A convenience comment goes in the decls section with the CRC.

  bprintf(&decls, "-- schema crc %lld\n\n", schema_crc);

There are a set of functions that allow the creation of, and access to, an in-memory cache of the facet state. These functions are all defined in cqlrt_common.c. But they have to be declared to CQL to use them.

  cg_schema_emit_facet_functions(&decls);

The table sqlite_master is used to read schema state. That table has to be declared.

  cg_schema_emit_sqlite_master(&decls);

The full schema may be used by the upgraders, we need a declaration of all of that.

  bprintf(&decls, "-- declare full schema of tables and views to be upgraded and their dependencies -- \n");
cg_generate_schema_by_mode(&decls, SCHEMA_TO_DECLARE);

At this point a quick side-step to the output modes and region arguments is appropriate.

Schema Region Arguments​

The upgrader honors the arguments --include_regions and --exclude_regions. If they are absent that is the same as "include everything" and "exclude nothing". Recall that schema regions allow you to group schema as you wish. A typical use might be to define some "core" schema in a set of regions (maybe just one) and then a set of "optional" schema in some additional regions.

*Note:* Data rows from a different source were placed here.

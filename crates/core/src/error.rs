use thiserror::Error;

#[derive(Error, Debug)]
pub enum CrawlError {
    #[error("network error: {0}")]
    Network(String),

    #[error("invalid URL: {0}")]
    InvalidUrl(String),

    #[error("parse error: {0}")]
    Parse(String),

    #[error("storage error: {0}")]
    Storage(String),

    #[error("config error: {0}")]
    Config(String),

    #[error("{0}")]
    Other(#[from] anyhow::Error),
}
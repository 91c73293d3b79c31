use async_trait::async_trait;
use tracing::{debug, warn};
use url::Url;

use sitemapper_core::{CrawlError, FetchClient, FetchConfig, HttpResponse};
use sitemapper_storage::ResponseCache;

/// Statuses worth another attempt before giving up on a URL.
const RETRYABLE_STATUS: &[u16] = &[408, 429, 500, 502, 503, 504];

/// reqwest-backed transport. Status codes are never transport errors here;
/// only timeouts, DNS, TLS, and connection failures surface as `Err`.
pub struct HttpFetcher {
    client: reqwest::Client,
}

impl HttpFetcher {
    pub fn new(config: &FetchConfig) -> Result<Self, CrawlError> {
        let client = reqwest::Client::builder()
            .user_agent(config.user_agent.clone())
            .timeout(config.timeout)
            .build()
            .map_err(|e| CrawlError::Network(e.to_string()))?;
        Ok(Self { client })
    }
}

#[async_trait]
impl FetchClient for HttpFetcher {
    async fn get(&self, url: &str) -> Result<HttpResponse, CrawlError> {
        let resp = self
            .client
            .get(url)
            .send()
            .await
            .map_err(|e| CrawlError::Network(e.to_string()))?;
        let status = resp.status().as_u16();
        let final_url = resp.url().to_string();
        let content_type = resp
            .headers()
            .get(reqwest::header::CONTENT_TYPE)
            .and_then(|v| v.to_str().ok())
            .map(|s| s.to_string());
        let body = resp
            .text()
            .await
            .map_err(|e| CrawlError::Network(e.to_string()))?;
        Ok(HttpResponse {
            status,
            content_type,
            body,
            final_url,
        })
    }
}

#[derive(Debug)]
pub enum FetchOutcome {
    Success(FetchedPage),
    /// Transient failure; the caller re-enqueues with `attempts + 1`.
    Retry,
    /// Terminal failure with the error string to report.
    Failed(String),
}

#[derive(Debug, Clone)]
pub struct FetchedPage {
    pub status: u16,
    pub content_type: Option<String>,
    pub body: String,
    /// URL the body actually came from (after redirects or fallback).
    pub fetched_url: String,
    pub from_cache: bool,
}

/// Fetch a single frontier URL: cache first, then the network with transient
/// retry and authority fallbacks. Each fallback axis fires at most once and
/// derives from the frontier URL, so a port-stripped attempt does not leak
/// into the later http attempt. Results are always recorded under the
/// frontier URL regardless of which variant produced them.
#[allow(clippy::too_many_arguments)]
pub async fn fetch_url(
    client: &dyn FetchClient,
    url: &str,
    attempts: u32,
    can_http_fallback: bool,
    can_no_port_fallback: bool,
    cache: Option<&ResponseCache>,
    config: &FetchConfig,
) -> FetchOutcome {
    if let Some(cache) = cache {
        if let Some(record) = cache.get(url).await {
            return FetchOutcome::Success(FetchedPage {
                status: record.status,
                content_type: record.content_type,
                body: record.body,
                fetched_url: record.url,
                from_cache: true,
            });
        }
    }

    let base = match Url::parse(url) {
        Ok(u) => u,
        Err(e) => return FetchOutcome::Failed(format!("invalid URL: {e}")),
    };
    let mut current = base.clone();
    let mut tried_no_port = false;
    let mut tried_http = false;

    loop {
        match client.get(current.as_str()).await {
            Ok(resp) => {
                if RETRYABLE_STATUS.contains(&resp.status) && attempts < config.max_retries {
                    debug!(url = %url, status = resp.status, attempts, "transient status, will retry");
                    return FetchOutcome::Retry;
                }
                if resp.status < 200 || resp.status >= 300 {
                    return FetchOutcome::Failed(format!("HTTP {}", resp.status));
                }
                if let Some(cache) = cache {
                    cache
                        .set(url, resp.status, resp.content_type.as_deref(), &resp.body)
                        .await;
                }
                return FetchOutcome::Success(FetchedPage {
                    status: resp.status,
                    content_type: resp.content_type,
                    body: resp.body,
                    fetched_url: resp.final_url,
                    from_cache: false,
                });
            }
            Err(e) => {
                if can_no_port_fallback
                    && !tried_no_port
                    && config.preferred_port.is_some()
                    && base.port() == config.preferred_port
                {
                    tried_no_port = true;
                    let mut next = base.clone();
                    let _ = next.set_port(None);
                    warn!(url = %url, fallback = %next, "transport error, retrying without preferred port: {}", e);
                    current = next;
                    continue;
                }
                if can_http_fallback && !tried_http && base.scheme() == "https" {
                    tried_http = true;
                    let mut next = base.clone();
                    if next.set_scheme("http").is_ok() {
                        warn!(url = %url, fallback = %next, "transport error, retrying over http: {}", e);
                        current = next;
                        continue;
                    }
                }
                if attempts < config.max_retries {
                    debug!(url = %url, attempts, "transport error, will retry: {}", e);
                    return FetchOutcome::Retry;
                }
                return FetchOutcome::Failed(e.to_string());
            }
        }
    }
}

#[cfg(test)]
mod tests {
    use super::*;
    use std::sync::Mutex;

    /// Scripted transport: answers from a table and records every requested
    /// URL in order.
    struct ScriptedClient {
        responses: Vec<(String, Result<HttpResponse, String>)>,
        requests: Mutex<Vec<String>>,
    }

    impl ScriptedClient {
        fn new(responses: Vec<(String, Result<HttpResponse, String>)>) -> Self {
            Self {
                responses,
                requests: Mutex::new(Vec::new()),
            }
        }

        fn requests(&self) -> Vec<String> {
            self.requests.lock().unwrap().clone()
        }
    }

    #[async_trait]
    impl FetchClient for ScriptedClient {
        async fn get(&self, url: &str) -> Result<HttpResponse, CrawlError> {
            self.requests.lock().unwrap().push(url.to_string());
            for (pattern, response) in &self.responses {
                if pattern == url {
                    return response.clone().map_err(CrawlError::Network);
                }
            }
            Err(CrawlError::Network("connection refused".to_string()))
        }
    }

    fn ok_html(url: &str) -> (String, Result<HttpResponse, String>) {
        (
            url.to_string(),
            Ok(HttpResponse {
                status: 200,
                content_type: Some("text/html".to_string()),
                body: "<html></html>".to_string(),
                final_url: url.to_string(),
            }),
        )
    }

    fn status(url: &str, status: u16) -> (String, Result<HttpResponse, String>) {
        (
            url.to_string(),
            Ok(HttpResponse {
                status,
                content_type: None,
                body: String::new(),
                final_url: url.to_string(),
            }),
        )
    }

    fn config() -> FetchConfig {
        FetchConfig {
            max_retries: 3,
            preferred_port: Some(8080),
            ..FetchConfig::default()
        }
    }

    #[tokio::test]
    async fn success_passes_the_body_through() {
        let client = ScriptedClient::new(vec![ok_html("https://ex/")]);
        let out = fetch_url(&client, "https://ex/", 0, false, false, None, &config()).await;
        match out {
            FetchOutcome::Success(page) => {
                assert_eq!(page.status, 200);
                assert!(!page.from_cache);
            }
            other => panic!("expected success, got {other:?}"),
        }
    }

    #[tokio::test]
    async fn transient_status_retries_until_attempts_run_out() {
        let client = ScriptedClient::new(vec![status("https://ex/", 503)]);
        let cfg = config();
        assert!(matches!(
            fetch_url(&client, "https://ex/", 0, false, false, None, &cfg).await,
            FetchOutcome::Retry
        ));
        // attempts exhausted: the transient status becomes a plain HTTP error
        match fetch_url(&client, "https://ex/", 3, false, false, None, &cfg).await {
            FetchOutcome::Failed(e) => assert_eq!(e, "HTTP 503"),
            other => panic!("expected failure, got {other:?}"),
        }
    }

    #[tokio::test]
    async fn permanent_status_fails_immediately() {
        let client = ScriptedClient::new(vec![status("https://ex/gone", 404)]);
        match fetch_url(&client, "https://ex/gone", 0, false, false, None, &config()).await {
            FetchOutcome::Failed(e) => assert_eq!(e, "HTTP 404"),
            other => panic!("expected failure, got {other:?}"),
        }
        assert_eq!(client.requests().len(), 1);
    }

    #[tokio::test]
    async fn fallbacks_fire_in_order_from_the_frontier_url() {
        // every variant transport-fails; watch the request order
        let client = ScriptedClient::new(vec![]);
        let out = fetch_url(
            &client,
            "https://ex:8080/x",
            3,
            true,
            true,
            None,
            &config(),
        )
        .await;
        assert!(matches!(out, FetchOutcome::Failed(_)));
        assert_eq!(
            client.requests(),
            vec![
                "https://ex:8080/x".to_string(),
                "https://ex/x".to_string(),
                "http://ex:8080/x".to_string(),
            ]
        );
    }

    #[tokio::test]
    async fn no_port_fallback_recovers() {
        let client = ScriptedClient::new(vec![ok_html("https://ex/x")]);
        let out = fetch_url(
            &client,
            "https://ex:8080/x",
            0,
            false,
            true,
            None,
            &config(),
        )
        .await;
        match out {
            FetchOutcome::Success(page) => assert_eq!(page.fetched_url, "https://ex/x"),
            other => panic!("expected success, got {other:?}"),
        }
    }

    #[tokio::test]
    async fn http_fallback_requires_an_https_url() {
        let client = ScriptedClient::new(vec![]);
        let cfg = FetchConfig {
            max_retries: 0,
            preferred_port: None,
            ..FetchConfig::default()
        };
        let out = fetch_url(&client, "http://ex/x", 0, true, true, None, &cfg).await;
        assert!(matches!(out, FetchOutcome::Failed(_)));
        assert_eq!(client.requests(), vec!["http://ex/x".to_string()]);
    }

    #[tokio::test]
    async fn transport_error_retries_while_attempts_remain() {
        let client = ScriptedClient::new(vec![]);
        let out = fetch_url(&client, "https://ex/y", 1, false, false, None, &config()).await;
        assert!(matches!(out, FetchOutcome::Retry));
    }

    #[tokio::test]
    async fn cache_hit_short_circuits_the_network() {
        let tmp = tempfile::TempDir::new().unwrap();
        let cache = ResponseCache::open(tmp.path().join("cache"), None)
            .await
            .unwrap();
        cache
            .set("https://ex/cached", 200, Some("text/html"), "cached body")
            .await;

        let client = ScriptedClient::new(vec![]);
        let out = fetch_url(
            &client,
            "https://ex/cached",
            0,
            false,
            false,
            Some(&cache),
            &config(),
        )
        .await;
        match out {
            FetchOutcome::Success(page) => {
                assert!(page.from_cache);
                assert_eq!(page.body, "cached body");
            }
            other => panic!("expected success, got {other:?}"),
        }
        assert!(client.requests().is_empty());
    }

    #[tokio::test]
    async fn successful_fetches_are_recorded_under_the_frontier_url() {
        let tmp = tempfile::TempDir::new().unwrap();
        let cache = ResponseCache::open(tmp.path().join("cache"), None)
            .await
            .unwrap();
        // only the port-stripped variant answers
        let client = ScriptedClient::new(vec![ok_html("https://ex/x")]);
        let out = fetch_url(
            &client,
            "https://ex:8080/x",
            0,
            false,
            true,
            Some(&cache),
            &config(),
        )
        .await;
        assert!(matches!(out, FetchOutcome::Success(_)));
        let record = cache.get("https://ex:8080/x").await.unwrap();
        assert_eq!(record.url, "https://ex:8080/x");
        assert_eq!(record.body, "<html></html>");
    }
}
use clap::{Parser, Subcommand};

#[derive(Parser)]
#[command(name = "sitemapper", about = "Same-site crawler & HTML document mapper")]
pub struct Cli {
    /// Path to config file
    #[arg(short, long, default_value = "config/default.toml")]
    pub config: String,

    #[command(subcommand)]
    pub command: Commands,
}

#[derive(Subcommand)]
pub enum Commands {
    /// Crawl a site starting from seed URLs
    Crawl {
        /// Seed URLs; the first seed fixes the main host, scheme, and port
        #[arg(required = true)]
        seeds: Vec<String>,

        /// Host treated as an alias of the main host (repeatable)
        #[arg(long = "additional-host", value_name = "HOST")]
        additional_hosts: Vec<String>,

        /// Follow rel="nofollow" links too
        #[arg(long)]
        follow_all: bool,

        /// Skip the heuristic text scan over scripts and styles
        #[arg(long)]
        content_only: bool,

        /// Keep query parameters in their original order
        #[arg(long)]
        preserve_query_order: bool,

        /// Concurrent fetch workers
        #[arg(short = 'j', long)]
        concurrency: Option<usize>,

        /// Retries for transient failures
        #[arg(long)]
        max_retries: Option<u32>,

        /// Response cache directory
        #[arg(long)]
        cache_dir: Option<String>,

        /// Raw body directory, keyed like the cache
        #[arg(long)]
        body_dir: Option<String>,

        /// External main-content extractor command
        #[arg(long)]
        extractor: Option<String>,

        /// Directory for extractor output
        #[arg(long)]
        extractor_dir: Option<String>,

        /// Discovered-URL list file
        #[arg(short, long)]
        output: Option<String>,

        /// Failed-URL report file (YAML)
        #[arg(long)]
        failed_output: Option<String>,
    },
    /// Re-probe previously failed URLs from a file
    Recheck {
        /// File with one URL per line (# comments allowed)
        file: String,

        /// Concurrent fetch workers
        #[arg(short = 'j', long)]
        concurrency: Option<usize>,
    },
}
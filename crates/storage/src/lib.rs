use std::path::{Path, PathBuf};

use chrono::{DateTime, Utc};
use serde::{Deserialize, Serialize};
use sha2::{Digest, Sha256};
use tokio::fs;
use tracing::{debug, warn};

use sitemapper_core::CrawlError;

/// Cache key: lowercase hex SHA-256 of the exact URL string as passed in.
pub fn url_hash(url: &str) -> String {
    let mut hasher = Sha256::new();
    hasher.update(url.as_bytes());
    hex::encode(hasher.finalize())
}

/// One cached response, stored as a single JSON file named by the URL hash.
#[derive(Debug, Clone, Serialize, Deserialize)]
#[serde(rename_all = "camelCase")]
pub struct CacheRecord {
    pub url: String,
    pub timestamp: DateTime<Utc>,
    pub status: u16,
    pub content_type: Option<String>,
    pub body: String,
}

/// Disk-backed response cache with an optional sibling body store. Reads
/// treat every failure as a miss; writes are logged and ignored on failure —
/// a cache problem must never fail a crawl.
pub struct ResponseCache {
    dir: PathBuf,
    body_dir: Option<PathBuf>,
}

impl ResponseCache {
    pub async fn open(
        dir: impl Into<PathBuf>,
        body_dir: Option<PathBuf>,
    ) -> Result<Self, CrawlError> {
        let dir = dir.into();
        fs::create_dir_all(&dir)
            .await
            .map_err(|e| CrawlError::Storage(format!("cache dir {}: {e}", dir.display())))?;
        if let Some(body_dir) = &body_dir {
            fs::create_dir_all(body_dir).await.map_err(|e| {
                CrawlError::Storage(format!("body dir {}: {e}", body_dir.display()))
            })?;
        }
        Ok(Self { dir, body_dir })
    }

    pub fn body_dir(&self) -> Option<&Path> {
        self.body_dir.as_deref()
    }

    /// Missing file, unreadable file, and unparseable JSON are all a miss.
    /// A hit re-populates the body store so cached runs still feed the
    /// extractor.
    pub async fn get(&self, url: &str) -> Option<CacheRecord> {
        let hash = url_hash(url);
        let raw = fs::read(self.dir.join(&hash)).await.ok()?;
        let record: CacheRecord = serde_json::from_slice(&raw).ok()?;
        if let Some(body_dir) = &self.body_dir {
            if let Err(e) = fs::write(body_dir.join(&hash), record.body.as_bytes()).await {
                warn!(hash = %hash, "body store rehydrate failed: {}", e);
            }
        }
        debug!(url = %url, hash = %hash, "cache hit");
        Some(record)
    }

    pub async fn set(&self, url: &str, status: u16, content_type: Option<&str>, body: &str) {
        let hash = url_hash(url);
        let record = CacheRecord {
            url: url.to_string(),
            timestamp: Utc::now(),
            status,
            content_type: content_type.map(|ct| ct.to_string()),
            body: body.to_string(),
        };
        match serde_json::to_vec(&record) {
            Ok(json) => {
                if let Err(e) = fs::write(self.dir.join(&hash), json).await {
                    warn!(url = %url, "cache write failed: {}", e);
                }
            }
            Err(e) => warn!(url = %url, "cache serialize failed: {}", e),
        }
        if let Some(body_dir) = &self.body_dir {
            if let Err(e) = fs::write(body_dir.join(&hash), body.as_bytes()).await {
                warn!(url = %url, "body store write failed: {}", e);
            }
        }
    }
}

#[cfg(test)]
mod tests {
    use super::*;
    use tempfile::TempDir;

    #[test]
    fn hash_is_lowercase_hex_sha256() {
        // SHA-256("abc")
        assert_eq!(
            url_hash("abc"),
            "ba7816bf8f01cfea414140de5dae2223b00361a396177a9cb410ff61f20015ad"
        );
        assert_eq!(url_hash("https://ex/").len(), 64);
    }

    #[tokio::test]
    async fn set_then_get_round_trips() {
        let tmp = TempDir::new().unwrap();
        let cache = ResponseCache::open(tmp.path().join("cache"), None).await.unwrap();
        cache
            .set("https://ex/", 200, Some("text/html"), "<html></html>")
            .await;
        let record = cache.get("https://ex/").await.unwrap();
        assert_eq!(record.url, "https://ex/");
        assert_eq!(record.status, 200);
        assert_eq!(record.content_type.as_deref(), Some("text/html"));
        assert_eq!(record.body, "<html></html>");
    }

    #[tokio::test]
    async fn missing_entry_is_a_miss() {
        let tmp = TempDir::new().unwrap();
        let cache = ResponseCache::open(tmp.path().join("cache"), None).await.unwrap();
        assert!(cache.get("https://ex/none").await.is_none());
    }

    #[tokio::test]
    async fn corrupt_entry_is_a_miss() {
        let tmp = TempDir::new().unwrap();
        let dir = tmp.path().join("cache");
        let cache = ResponseCache::open(dir.clone(), None).await.unwrap();
        std::fs::write(dir.join(url_hash("https://ex/bad")), "not json").unwrap();
        assert!(cache.get("https://ex/bad").await.is_none());
    }

    #[tokio::test]
    async fn body_store_is_written_on_set_and_rehydrated_on_get() {
        let tmp = TempDir::new().unwrap();
        let body_dir = tmp.path().join("bodies");
        let cache = ResponseCache::open(tmp.path().join("cache"), Some(body_dir.clone()))
            .await
            .unwrap();
        cache.set("https://ex/p", 200, Some("text/html"), "body-text").await;

        let hash = url_hash("https://ex/p");
        assert_eq!(
            std::fs::read_to_string(body_dir.join(&hash)).unwrap(),
            "body-text"
        );

        // wipe the body file; a cache hit must bring it back
        std::fs::remove_file(body_dir.join(&hash)).unwrap();
        cache.get("https://ex/p").await.unwrap();
        assert_eq!(
            std::fs::read_to_string(body_dir.join(&hash)).unwrap(),
            "body-text"
        );
    }
}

An upgrader for just "core" could be created by adding --include_regions core. When creating upgraders for the optional parts, there are two choices:

  • --include-regions optional1 : makes an upgrader for optional1 and core (the assumption being that optional1 was declared to depend on core)
  • --include-regions optional1 --exclude-regions core : makes an upgrader for optional1 which should run after the standalone core upgrader has already run
    • this allows you to share the "core" parts between any number of "optional" parts
    • and of course this can nest; there can be several "core" parts; and so forth

Schema Output Modes​

The flag bits are these:

// We declare all schema we might depend on in this upgrade (this is the include list)
// e.g. we need all our dependent tables so that we can legally use them in an FK
#define SCHEMA_TO_DECLARE 1

// We only emit schema that we are actually updating (this is include - exclude)
// e.g. a table on the exclude list is assumed to be upgraded by its own script
// in a different run.
#define SCHEMA_TO_UPGRADE 2

// We get TEMP items IF and ONLY IF this bit is set
#define SCHEMA_TEMP_ITEMS 4

As we saw before, the schema we CRC is SCHEMA_TO_UPGRADE. This is all the regions that were selected but not their dependencies. The point of this is that you might make an upgrader for say a "core" part of your schema which can be shared and then make additional upgraders for various parts that use the "core" but are otherwise "optional". Each of those "optional" upgraders needs its own CRC that includes its schema but not the "core" schema. However the "optional" schema can refer to "core" schema (e.g. in foreign keys) so all of the tables are declared. This is SCHEMA_TO_DECLARE mode.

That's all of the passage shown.